After locating the line with "assert_eq!(model.displayed_frame().height(), 4);" in the data that follows, return it and every later line exactly, up to and including the line with "with age >= 50".

*** MATERIAL TO PROCESS ***

#[cfg(test)]
mod tests {
    use super::*;
    use std::io::Write;

    const SAMPLE: &str = "\
pt code,gender,age,TID,stress EF,rest EF
1001,F,67,1.02,62,65
1002,M,54,1.11,55,58
1003,F,48,0.98,66,68
1004,M,71,1.24,49,53
1005,F,59,1.05,61,64
";

    fn sample_model() -> (tempfile::TempDir, Model) {
        let dir = tempfile::tempdir().unwrap();
        let path = dir.path().join("sample.csv");
        let mut file = fs::File::create(&path).unwrap();
        file.write_all(SAMPLE.as_bytes()).unwrap();
        let model = Model::load(path, SiftConfig::default()).unwrap();
        (dir, model)
    }

    #[test]
    fn load_cleans_column_names() {
        let (_dir, model) = sample_model();
        assert_eq!(
            column_names(&model.data),
            vec!["pt_code", "gender", "age", "TID", "stress_EF", "rest_EF"]
        );
        assert_eq!(model.data.height(), 5);
        // one filter slot per column
        assert_eq!(model.registry.visible_indices(), vec![0]);
    }

    #[test]
    fn initial_view_is_unfiltered() {
        let (_dir, model) = sample_model();
        assert!(model.view.is_none());
        assert_eq!(model.output.style_for(0), Some(HighlightStyle::UNFILTERED));
        assert!(model.output.lines()[0].starts_with("pt_code"));
        // header plus one line per row
        assert_eq!(model.output.lines().len(), 6);
    }

    #[test]
    fn filter_highlights_and_restricts() {
        let (_dir, mut model) = sample_model();
        model.registry.set_column(0, Some("age".to_string()));
        model.registry.set_criterion(0, ">=50".to_string());
        model.apply_filter();

        assert_eq!(model.displayed_frame().height(), 4);
        assert_eq!(model.output.style_for(0), Some(HighlightStyle::FILTERED));
        assert!(model.table_name().starts_with("F["));
    }

    #[test]
    fn conjunction_of_two_rows() {
        let (_dir, mut model) = sample_model();
        model.registry.set_column(0, Some("age".to_string()));
        model.registry.set_criterion(0, ">=50".to_string());
        model.registry.add_row(1);
        model.registry.set_column(1, Some("gender".to_string()));
        model.registry.set_criterion(1, "F".to_string());
        model.apply_filter();

        // 1001 and 1005 are the only F rows with age >= 50
        assert_eq!(model.displayed_frame().height(), 2);
    }

    #[test]
    fn no_valid_filter_keeps_the_current_view() {
        let (_dir, mut model) = sample_model();
        model.apply_filter();
        assert!(model.view.is_none());
        assert_eq!(model.status_message, "No valid filter.");
        assert_eq!(model.output.style_for(0), Some(HighlightStyle::UNFILTERED));
    }

    #[test]
    fn stale_column_is_a_no_op() {
        let (_dir, mut model) = sample_model();
        model.registry.set_column(0, Some("no_such_column".to_string()));
        model.registry.set_criterion(0, ">=50".to_string());
        let lines_before = model.output.lines().to_vec();
        model.apply_filter();

        assert!(model.view.is_none());
        assert_eq!(model.output.lines(), &lines_before[..]);
        assert!(model.status_message.starts_with("Filter failed"));
    }

    #[test]
    fn show_all_round_trip() {
        let (_dir, mut model) = sample_model();
        let original = model.data.clone();
        model.registry.set_column(0, Some("gender".to_string()));
        model.registry.set_criterion(0, "F".to_string());
        model.apply_filter();
        assert_eq!(model.displayed_frame().height(), 3);

        model.show_all();
        assert!(model.view.is_none());
        assert!(model.displayed_frame().equals(&original));
        assert_eq!(model.output.style_for(0), Some(HighlightStyle::UNFILTERED));
    }

    #[test]
    fn removing_a_row_refilters_without_its_criterion() {
        let (_dir, mut model) = sample_model();
        model.registry.set_column(0, Some("age".to_string()));
        model.registry.set_criterion(0, ">=50".to_string());
        model.registry.add_row(1);
        model.registry.set_column(1, Some("gender".to_string()));
        model.registry.set_criterion(1, "F".to_string());
        model.apply_filter();
        assert_eq!(model.displayed_frame().height(), 2);

        // row 0 carries the remove affordance after the add
        assert_eq!(model.registry.state(0), RowState::Removable);
        model.filter_cursor = 0;
        model.toggle_filter_row();
        // the age criterion is gone, only gender == "F" remains
        assert_eq!(model.displayed_frame().height(), 3);
        assert!(model.registry.row(0).column.is_none());
    }

    #[test]
    fn removing_the_only_visible_row_leaves_the_panel_usable() {
        let (_dir, mut model) = sample_model();
        // a single-slot pool starts out removable
        model.registry = FilterRegistry::new(1);
        model.filter_cursor = 0;
        model.toggle_filter_row();
        assert_eq!(model.registry.first_visible(), Some(0));
        assert_eq!(model.registry.state(0), RowState::Removable);
    }

    #[test]
    fn plots_are_built_from_the_dataset() {
        let (_dir, mut model) = sample_model();
        model.show_line_plot();
        assert_eq!(model.modus, Modus::PLOT);
        let view = model.plot.as_ref().unwrap();
        assert_eq!(view.series[0].points.len(), 5);
        assert_eq!(view.x_label, "pt_code");
    }

    #[test]
    fn scatter_category_toggle_uses_first_string_column() {
        let (_dir, mut model) = sample_model();
        model.toggle_category();
        assert!(model.plot_sel.use_category);
        assert_eq!(model.plot_sel.category_column.as_deref(), Some("gender"));
        assert_eq!(
            model.plot_sel.category_values,
            vec!["F".to_string(), "M".to_string()]
        );

        model.show_scatter_plot();
        let view = model.plot.as_ref().unwrap();
        assert_eq!(view.series.len(), 2);
    }

    #[test]
    fn unknown_extension_is_rejected() {
        let dir = tempfile::tempdir().unwrap();
        let path = dir.path().join("sample.xyz");
        fs::File::create(&path).unwrap();
        assert!(matches!(
            Model::load(path, SiftConfig::default()),
            Err(SiftError::UnknownFileType)
        ));
    }

    #[test]
    fn wrap_cell_content_quotes_and_escapes() {
        assert_eq!(wrap_cell_content("plain"), "plain");
        assert_eq!(wrap_cell_content("a b"), "\"a b\"");
        assert_eq!(wrap_cell_content("a,b"), "\"a,b\"");
        assert_eq!(wrap_cell_content("say \"hi\" now"), "\"say \"\"hi\"\" now\"");
    }
}
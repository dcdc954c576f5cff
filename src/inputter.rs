use ratatui::crossterm::event::{self, KeyCode, KeyModifiers};

/// Line editor for a criterion text, fed raw key events while the model is
/// in input modus. Seeded with the row's current text so editing appends
/// rather than starting over.
#[derive(Default)]
pub struct Inputter {
    current_input: String,
    cursor_pos: usize,
    finished: bool,
    canceled: bool,
}

#[derive(Default, Clone, Debug)]
pub struct InputResult {
    pub input: String,
    pub finished: bool,
    pub canceled: bool,
    pub cursor_pos: usize,
}

impl Inputter {
    pub fn read(&mut self, key: event::KeyEvent) -> InputResult {
        match (key.code, key.modifiers) {
            (KeyCode::Enter, KeyModifiers::NONE) => self.enter(),
            (KeyCode::Esc, KeyModifiers::NONE) => self.escape(),
            (KeyCode::Backspace, KeyModifiers::NONE) => self.backspace(),
            (KeyCode::Left, KeyModifiers::NONE) => self.left(),
            (KeyCode::Right, KeyModifiers::NONE) => self.right(),
            (kc, km) => self.key(kc, km),
        }
    }

    pub fn set(&mut self, s: &str) {
        self.current_input = s.to_string();
        self.cursor_pos = s.chars().count();
    }

    pub fn get(&self) -> InputResult {
        InputResult {
            canceled: self.canceled,
            finished: self.finished,
            input: self.current_input.clone(),
            cursor_pos: self.cursor_pos,
        }
    }

    pub fn clear(&mut self) {
        self.canceled = false;
        self.finished = false;
        self.current_input.clear();
        self.cursor_pos = 0;
    }

    fn enter(&mut self) -> InputResult {
        self.finished = true;
        self.get()
    }

    fn escape(&mut self) -> InputResult {
        self.clear();
        self.canceled = true;
        self.finished = true;
        self.get()
    }

    fn backspace(&mut self) -> InputResult {
        if self.cursor_pos > 0 {
            self.cursor_pos -= 1;
            let byte_pos = self.byte_pos();
            self.current_input.remove(byte_pos);
        }
        self.get()
    }

    fn left(&mut self) -> InputResult {
        self.cursor_pos = self.cursor_pos.saturating_sub(1);
        self.get()
    }

    fn right(&mut self) -> InputResult {
        if self.cursor_pos < self.current_input.chars().count() {
            self.cursor_pos += 1;
        }
        self.get()
    }

    fn key(&mut self, code: KeyCode, _modifier: KeyModifiers) -> InputResult {
        if let KeyCode::Char(chr) = code {
            let byte_pos = self.byte_pos();
            self.current_input.insert(byte_pos, chr);
            self.cursor_pos += 1;
        }
        self.get()
    }

    fn byte_pos(&self) -> usize {
        self.current_input
            .char_indices()
            .nth(self.cursor_pos)
            .map(|(byte_idx, _)| byte_idx)
            .unwrap_or(self.current_input.len())
    }
}

#[cfg(test)]
mod tests {
    use super::*;
    use ratatui::crossterm::event::KeyEvent;

    fn press(inputter: &mut Inputter, code: KeyCode) -> InputResult {
        inputter.read(KeyEvent::from(code))
    }

    #[test]
    fn typing_builds_the_input() {
        let mut inputter = Inputter::default();
        press(&mut inputter, KeyCode::Char('>'));
        press(&mut inputter, KeyCode::Char('='));
        let result = press(&mut inputter, KeyCode::Char('5'));
        assert_eq!(result.input, ">=5");
        assert!(!result.finished);
    }

    #[test]
    fn enter_finishes_escape_cancels() {
        let mut inputter = Inputter::default();
        press(&mut inputter, KeyCode::Char('F'));
        let result = press(&mut inputter, KeyCode::Enter);
        assert!(result.finished);
        assert!(!result.canceled);
        assert_eq!(result.input, "F");

        inputter.clear();
        press(&mut inputter, KeyCode::Char('x'));
        let result = press(&mut inputter, KeyCode::Esc);
        assert!(result.finished);
        assert!(result.canceled);
        assert_eq!(result.input, "");
    }

    #[test]
    fn backspace_removes_before_the_cursor() {
        let mut inputter = Inputter::default();
        inputter.set(">=50");
        press(&mut inputter, KeyCode::Left);
        let result = press(&mut inputter, KeyCode::Backspace);
        assert_eq!(result.input, ">=0");
        assert_eq!(result.cursor_pos, 2);
    }

    #[test]
    fn insert_in_the_middle() {
        let mut inputter = Inputter::default();
        inputter.set("a c");
        press(&mut inputter, KeyCode::Left);
        let result = press(&mut inputter, KeyCode::Char('b'));
        assert_eq!(result.input, "a bc");
    }
}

*** End of MATERIAL TO PROCESS ***

EXERCISE ANSWER
        assert_eq!(model.displayed_frame().height(), 4);
        assert_eq!(model.output.style_for(0), Some(HighlightStyle::FILTERED));
        assert!(model.table_name().starts_with("F["));
    }

    #[test]
    fn conjunction_of_two_rows() {
        let (_dir, mut model) = sample_model();
        model.registry.set_column(0, Some("age".to_string()));
        model.registry.set_criterion(0, ">=50".to_string());
        model.registry.add_row(1);
        model.registry.set_column(1, Some("gender".to_string()));
        model.registry.set_criterion(1, "F".to_string());
        model.apply_filter();

        // 1001 and 1005 are the only F rows with age >= 50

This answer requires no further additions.